▶ [DIRECTIONS FOR THIS TASK]: Pull every line that holds the word "filename" from the entries.

▶ [DATASET RECORDS]:
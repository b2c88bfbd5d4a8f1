//! Observability HTTP Routes
//!
//! Health check reporting whether the store answers.

use axum::{extract::State, http::StatusCode, response::IntoResponse, routing::get, Json, Router};
use serde::Serialize;

use crate::store::ItemStore;

/// Health check response
#[derive(Debug, Serialize)]
pub struct HealthResponse {
    pub status: String,
    pub version: String,
}

impl HealthResponse {
    fn new(status: &str) -> Self {
        Self {
            status: status.to_string(),
            version: env!("CARGO_PKG_VERSION").to_string(),
        }
    }
}

/// Health check route
pub fn health_routes<S: ItemStore>(store: S) -> Router {
    Router::new()
        .route("/health", get(health_handler::<S>))
        .with_state(store)
}

/// Health check handler
async fn health_handler<S: ItemStore>(State(store): State<S>) -> impl IntoResponse {
    match store.ping().await {
        Ok(()) => (StatusCode::OK, Json(HealthResponse::new("ok"))),
        Err(e) => {
            tracing::warn!(error = %e, "health check failed");
            (
                StatusCode::SERVICE_UNAVAILABLE,
                Json(HealthResponse::new("unavailable")),
            )
        }
    }
}

#[cfg(test)]
mod tests {
    use super::*;
    use axum::body::Body;
    use axum::http::Request;
    use tower::ServiceExt;

    use crate::store::InMemoryItemStore;

    #[test]
    fn test_health_response_serialization() {
        let json = serde_json::to_value(HealthResponse::new("ok")).unwrap();
        assert_eq!(json["status"], "ok");
        assert_eq!(json["version"], env!("CARGO_PKG_VERSION"));
    }

    #[tokio::test]
    async fn test_health_ok() {
        let app = health_routes(InMemoryItemStore::new());

        let response = app
            .oneshot(Request::builder().uri("/health").body(Body::empty()).unwrap())
            .await
            .unwrap();

        assert_eq!(response.status(), StatusCode::OK);
    }
}
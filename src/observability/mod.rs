//! Observability for itemd
//!
//! - Structured logging through `tracing` (pretty or JSON)
//! - A tower middleware that opens one span per HTTP request
//!
//! # Usage
//!
//! ```ignore
//! use itemd::observability::{init_logging, LogFormat};
//!
//! init_logging(LogFormat::Json)?;
//! tracing::info!(port = 8000, "starting");
//! ```

mod http_trace;
mod logger;

pub use http_trace::{request_trace_layer, resource_name, RequestSpan};
pub use logger::{init_logging, LogFormat, DEFAULT_FILTER};
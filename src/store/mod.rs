//! # Item Store
//!
//! Persistence for the `items` table.
//!
//! Handlers never talk to the database directly; they receive an [`ItemStore`]
//! at router construction. [`PgItemStore`] is the production implementation,
//! [`InMemoryItemStore`] backs the HTTP tests.

mod config;
mod errors;
mod item;
mod memory;
mod postgres;

use std::future::Future;

pub use config::DatabaseConfig;
pub use errors::{StoreError, StoreResult};
pub use item::{Item, ItemId, ItemPayload};
pub use memory::InMemoryItemStore;
pub use postgres::PgItemStore;

/// Operations on the items table.
///
/// Every method maps to exactly one statement. Update and delete perform no
/// existence check and report the number of affected rows instead.
pub trait ItemStore: Clone + Send + Sync + 'static {
    /// Insert a new item and return it with its assigned id
    fn create(&self, payload: &ItemPayload) -> impl Future<Output = StoreResult<Item>> + Send;

    /// All items, ordered by id
    fn list(&self) -> impl Future<Output = StoreResult<Vec<Item>>> + Send;

    /// A single item, or `None` when no row has this id
    fn get(&self, id: ItemId) -> impl Future<Output = StoreResult<Option<Item>>> + Send;

    /// Replace name, description and price of the item with this id
    fn update(
        &self,
        id: ItemId,
        payload: &ItemPayload,
    ) -> impl Future<Output = StoreResult<u64>> + Send;

    /// Remove the item with this id
    fn delete(&self, id: ItemId) -> impl Future<Output = StoreResult<u64>> + Send;

    /// Check that the store is reachable
    fn ping(&self) -> impl Future<Output = StoreResult<()>> + Send;
}
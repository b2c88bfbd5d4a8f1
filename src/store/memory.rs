//! In-memory item store
//!
//! Mirrors the PostgreSQL semantics closely enough to exercise the HTTP layer
//! without a database: ids start at 1, are never reused, and listing is in id
//! order.

use std::collections::BTreeMap;
use std::sync::{Arc, RwLock, RwLockReadGuard, RwLockWriteGuard};

use super::errors::{StoreError, StoreResult};
use super::item::{Item, ItemId, ItemPayload};
use super::ItemStore;

#[derive(Debug, Default)]
struct Table {
    rows: BTreeMap<ItemId, Item>,
    last_id: ItemId,
}

/// Item store holding rows in process memory
#[derive(Debug, Clone, Default)]
pub struct InMemoryItemStore {
    table: Arc<RwLock<Table>>,
}

impl InMemoryItemStore {
    pub fn new() -> Self {
        Self::default()
    }

    /// Number of rows currently stored
    pub fn len(&self) -> usize {
        self.table.read().map(|t| t.rows.len()).unwrap_or(0)
    }

    pub fn is_empty(&self) -> bool {
        self.len() == 0
    }

    fn read(&self) -> StoreResult<RwLockReadGuard<'_, Table>> {
        self.table
            .read()
            .map_err(|_| StoreError::Unavailable("lock poisoned".to_string()))
    }

    fn write(&self) -> StoreResult<RwLockWriteGuard<'_, Table>> {
        self.table
            .write()
            .map_err(|_| StoreError::Unavailable("lock poisoned".to_string()))
    }
}

impl ItemStore for InMemoryItemStore {
    async fn create(&self, payload: &ItemPayload) -> StoreResult<Item> {
        let mut table = self.write()?;
        table.last_id = table
            .last_id
            .checked_add(1)
            .ok_or_else(|| StoreError::Unavailable("item ids exhausted".to_string()))?;
        let item = Item::from_payload(table.last_id, payload.clone());
        table.rows.insert(item.id, item.clone());
        Ok(item)
    }

    async fn list(&self) -> StoreResult<Vec<Item>> {
        Ok(self.read()?.rows.values().cloned().collect())
    }

    async fn get(&self, id: ItemId) -> StoreResult<Option<Item>> {
        Ok(self.read()?.rows.get(&id).cloned())
    }

    async fn update(&self, id: ItemId, payload: &ItemPayload) -> StoreResult<u64> {
        let mut table = self.write()?;
        match table.rows.get_mut(&id) {
            Some(item) => {
                *item = Item::from_payload(id, payload.clone());
                Ok(1)
            }
            None => Ok(0),
        }
    }

    async fn delete(&self, id: ItemId) -> StoreResult<u64> {
        let mut table = self.write()?;
        Ok(u64::from(table.rows.remove(&id).is_some()))
    }

    async fn ping(&self) -> StoreResult<()> {
        self.read().map(|_| ())
    }
}
//! itemd - CRUD HTTP service for items stored in PostgreSQL
//!
//! Five routes map to five single-statement operations on the `items` table.
//! The store is injected into the router, so the HTTP contract can be
//! exercised against [`store::InMemoryItemStore`] as well as PostgreSQL.

pub mod cli;
pub mod http_server;
pub mod observability;
pub mod store;
//! CLI argument definitions using clap
//!
//! Commands:
//! - itemd serve [--config <path>] [--port <port>] [--database-url <url>]
//! - itemd check-config [--config <path>]

use clap::{Parser, Subcommand};
use std::path::PathBuf;

/// itemd - CRUD HTTP service for items
#[derive(Parser, Debug)]
#[command(name = "itemd")]
#[command(version, about, long_about = None)]
pub struct Cli {
    #[command(subcommand)]
    pub command: Command,
}

#[derive(Subcommand, Debug)]
pub enum Command {
    /// Connect to the database and serve the item API
    Serve {
        /// Path to configuration file (defaults apply when omitted)
        #[arg(long)]
        config: Option<PathBuf>,

        /// Port to listen on, overriding the config file
        #[arg(long)]
        port: Option<u16>,

        /// PostgreSQL connection URL, overriding the config file
        #[arg(long)]
        database_url: Option<String>,
    },

    /// Validate the configuration and print it with secrets masked
    CheckConfig {
        /// Path to configuration file (defaults apply when omitted)
        #[arg(long)]
        config: Option<PathBuf>,
    },
}

impl Cli {
    /// Parse command line arguments
    pub fn parse_args() -> Self {
        Cli::parse()
    }
}
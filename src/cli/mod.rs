//! CLI module for itemd
//!
//! Provides command-line interface for:
//! - serve: Connect to PostgreSQL and serve the item API
//! - check-config: Validate and print the effective configuration

mod args;
mod commands;
mod config;
mod errors;
mod io;

pub use args::{Cli, Command};
pub use commands::{check_config, run, run_command, serve};
pub use config::Config;
pub use errors::{CliError, CliErrorCode, CliResult};
pub use io::write_json;
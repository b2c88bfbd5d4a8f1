//! CLI command implementations
//!
//! `serve` boots in a fixed order: configuration, logging, database, listener.
//! A failure at any step is fatal and no traffic is served.

use std::path::Path;

use crate::http_server::HttpServer;
use crate::observability::init_logging;
use crate::store::PgItemStore;

use super::args::Command;
use super::config::Config;
use super::errors::{CliError, CliResult};
use super::io::write_json;

/// Main CLI entry point
///
/// Parses arguments and dispatches to the appropriate command.
/// This is the only function that main.rs should call.
pub fn run() -> CliResult<()> {
    let cli = super::args::Cli::parse_args();
    run_command(cli.command)
}

/// Run the appropriate command based on CLI args
pub fn run_command(cmd: Command) -> CliResult<()> {
    match cmd {
        Command::Serve {
            config,
            port,
            database_url,
        } => serve(config.as_deref(), port, database_url),
        Command::CheckConfig { config } => check_config(config.as_deref()),
    }
}

/// Connect to the database and serve the item API until shutdown
pub fn serve(
    config_path: Option<&Path>,
    port: Option<u16>,
    database_url: Option<String>,
) -> CliResult<()> {
    let config = Config::load_or_default(config_path)?.with_overrides(port, database_url);
    config.validate()?;

    init_logging(config.log_format).map_err(CliError::boot_failed)?;

    let rt = tokio::runtime::Runtime::new()
        .map_err(|e| CliError::boot_failed(format!("Failed to create tokio runtime: {}", e)))?;

    rt.block_on(async {
        let store = PgItemStore::connect(&config.database)
            .await
            .map_err(|e| CliError::boot_failed(format!("Could not connect to database: {}", e)))?;

        let server = HttpServer::new(&config.http, store.clone())
            .map_err(|e| CliError::config_error(e.to_string()))?;

        let result = server
            .start()
            .await
            .map_err(|e| CliError::boot_failed(format!("HTTP server failed: {}", e)));

        store.close().await;
        result
    })
}

/// Validate the configuration and print it with secrets masked
pub fn check_config(config_path: Option<&Path>) -> CliResult<()> {
    let config = Config::load_or_default(config_path)?;
    config.validate()?;
    write_json(&config.redacted())
}
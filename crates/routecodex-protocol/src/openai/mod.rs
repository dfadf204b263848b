pub mod chat;
pub mod responses;
use serde::{Deserialize, Serialize};

/// The `httpserver` section of the configuration file.
#[derive(Debug, Clone, Default, PartialEq, Eq, Serialize, Deserialize)]
pub struct HttpServerConfig {
    #[serde(default)]
    pub host: Option<String>,
    #[serde(default)]
    pub port: Option<u16>,
    /// Server api key; auth is disabled when unset.
    #[serde(default)]
    pub apikey: Option<String>,
}

/// Outbound `User-Agent` behavior of the provider transport.
#[derive(Debug, Clone, Copy, Default, PartialEq, Eq, Serialize, Deserialize)]
#[serde(rename_all = "lowercase")]
pub enum UserAgentMode {
    #[default]
    Normal,
    /// Present as a codex CLI client and synthesize session/conversation ids
    /// when the caller did not provide them.
    Codex,
}

impl std::str::FromStr for UserAgentMode {
    type Err = String;

    fn from_str(value: &str) -> Result<Self, Self::Err> {
        match value.trim().to_ascii_lowercase().as_str() {
            "normal" => Ok(UserAgentMode::Normal),
            "codex" => Ok(UserAgentMode::Codex),
            other => Err(format!("unknown ua mode: {other}")),
        }
    }
}

/// Final, merged server configuration used by the running process.
///
/// Merge order: CLI > ENV > config file > defaults.
#[derive(Debug, Clone, PartialEq, Serialize, Deserialize)]
pub struct ServerConfig {
    pub host: String,
    pub port: u16,
    pub api_key: Option<String>,
    pub ua_mode: UserAgentMode,
    /// Root directory for snapshot/error samples; disabled when unset.
    pub error_samples_dir: Option<std::path::PathBuf>,
}

/// Optional layer used for merging the server configuration.
#[derive(Debug, Clone, Default, PartialEq)]
pub struct ServerConfigPatch {
    pub host: Option<String>,
    pub port: Option<u16>,
    pub api_key: Option<String>,
    pub ua_mode: Option<UserAgentMode>,
    pub error_samples_dir: Option<std::path::PathBuf>,
}

impl ServerConfigPatch {
    pub fn overlay(&mut self, other: ServerConfigPatch) {
        if other.host.is_some() {
            self.host = other.host;
        }
        if other.port.is_some() {
            self.port = other.port;
        }
        if other.api_key.is_some() {
            self.api_key = other.api_key;
        }
        if other.ua_mode.is_some() {
            self.ua_mode = other.ua_mode;
        }
        if other.error_samples_dir.is_some() {
            self.error_samples_dir = other.error_samples_dir;
        }
    }

    pub fn into_config(self) -> ServerConfig {
        ServerConfig {
            host: self.host.unwrap_or_else(|| "127.0.0.1".to_string()),
            port: self.port.unwrap_or(5506),
            api_key: self.api_key,
            ua_mode: self.ua_mode.unwrap_or_default(),
            error_samples_dir: self.error_samples_dir,
        }
    }
}

impl From<HttpServerConfig> for ServerConfigPatch {
    fn from(value: HttpServerConfig) -> Self {
        Self {
            host: value.host,
            port: value.port,
            api_key: value.apikey,
            ua_mode: None,
            error_samples_dir: None,
        }
    }
}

▶ [YOUR RESPONSE]:
filename src/observability/mod.rs
filename src/store/mod.rs
filename src/store/memory.rs
filename src/cli/mod.rs
filename crates/routecodex-protocol/src/openai/mod.rs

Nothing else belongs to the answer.